## What to do:
Each line of the listing that includes "factories" should be reported.

## Given data:

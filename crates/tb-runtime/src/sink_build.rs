use std::collections::HashMap;
use std::path::Path;
use std::sync::Arc;

use tb_config::{EngineConfig, parse_sink_uri};
use tb_core::commit::OffsetStore;
use tb_core::sink::WindowSink;

use crate::offset_store::FileOffsetStore;
use crate::sink_factory::{
    JsonlSinkFactory, JsonlUpsertSink, MemorySinkFactory, SinkBuildCtx, WindowSinkFactory,
    uri_kind,
};

// ---------------------------------------------------------------------------
// SinkFactoryRegistry
// ---------------------------------------------------------------------------

/// Sink factories keyed by URI scheme.
pub struct SinkFactoryRegistry {
    factories: HashMap<&'static str, Arc<dyn WindowSinkFactory>>,
}

impl SinkFactoryRegistry {
    pub fn new() -> Self {
        Self {
            factories: HashMap::new(),
        }
    }

    /// Registry with the built-in `jsonl` and `memory` factories.
    pub fn builtin() -> Self {
        let mut registry = Self::new();
        registry.register(Arc::new(JsonlSinkFactory));
        registry.register(Arc::new(MemorySinkFactory));
        registry
    }

    pub fn register(&mut self, factory: Arc<dyn WindowSinkFactory>) {
        self.factories.insert(factory.kind(), factory);
    }

    fn get(&self, kind: &str) -> Option<&Arc<dyn WindowSinkFactory>> {
        self.factories.get(kind)
    }
}

impl Default for SinkFactoryRegistry {
    fn default() -> Self {
        Self::builtin()
    }
}

// ---------------------------------------------------------------------------
// Components
// ---------------------------------------------------------------------------

/// External collaborators of the engine: the result sink, the optional
/// dead-letter sink and the offset store. Shared by every consumer group.
#[derive(Clone)]
pub struct Components {
    pub sink: Arc<dyn WindowSink>,
    pub dead_letter: Option<Arc<dyn WindowSink>>,
    pub offsets: Arc<dyn OffsetStore>,
}

/// Build [`Components`] from config. Relative paths resolve against
/// `base_dir`.
pub async fn build_components(
    config: &EngineConfig,
    registry: &SinkFactoryRegistry,
    base_dir: &Path,
) -> anyhow::Result<Components> {
    let ctx = SinkBuildCtx::new(base_dir);

    let uri = parse_sink_uri(&config.sink.uri)?;
    let factory = registry
        .get(uri_kind(&uri))
        .ok_or_else(|| anyhow::anyhow!("no sink factory registered for {:?}", config.sink.uri))?;
    let sink = factory.build(&uri, &ctx).await?;

    let dead_letter = match &config.sink.dead_letter {
        Some(path) => {
            let dl = JsonlUpsertSink::open(ctx.resolve(path)).await?;
            Some(Arc::new(dl) as Arc<dyn WindowSink>)
        }
        None => None,
    };

    let offsets: Arc<dyn OffsetStore> =
        Arc::new(FileOffsetStore::new(ctx.resolve(&config.checkpoint.dir)));

    tb_debug!(
        conf,
        sink = sink.name(),
        dead_letter = dead_letter.is_some(),
        "sink components built"
    );
    Ok(Components {
        sink,
        dead_letter,
        offsets,
    })
}

#[cfg(test)]
mod tests {
    use super::*;

    const TOML: &str = r#"
[source]
uri = "jsonl://data"
partitions = 1

[[consumer_group]]
name = "g1"

[sink]
uri = "jsonl://out/windows.jsonl"
dead_letter = "out/dead.jsonl"
"#;

    #[tokio::test]
    async fn builds_file_components() {
        let dir = tempfile::tempdir().unwrap();
        let config: EngineConfig = TOML.parse().unwrap();
        let c = build_components(&config, &SinkFactoryRegistry::builtin(), dir.path())
            .await
            .unwrap();
        assert_eq!(c.sink.name(), "jsonl");
        assert!(c.dead_letter.is_some());
        assert!(dir.path().join("out/windows.jsonl").exists());
        assert!(dir.path().join("out/dead.jsonl").exists());
        assert_eq!(c.offsets.load("g1").await.unwrap(), None);
    }

    #[tokio::test]
    async fn unregistered_scheme_fails() {
        let dir = tempfile::tempdir().unwrap();
        let config: EngineConfig = TOML
            .replace("jsonl://out/windows.jsonl", "memory://")
            .parse()
            .unwrap();
        assert!(
            build_components(&config, &SinkFactoryRegistry::new(), dir.path())
                .await
                .is_err()
        );
    }
}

## Solution to this problem:
/// Sink factories keyed by URI scheme.
    factories: HashMap<&'static str, Arc<dyn WindowSinkFactory>>,
            factories: HashMap::new(),
    /// Registry with the built-in `jsonl` and `memory` factories.
        self.factories.insert(factory.kind(), factory);
        self.factories.get(kind)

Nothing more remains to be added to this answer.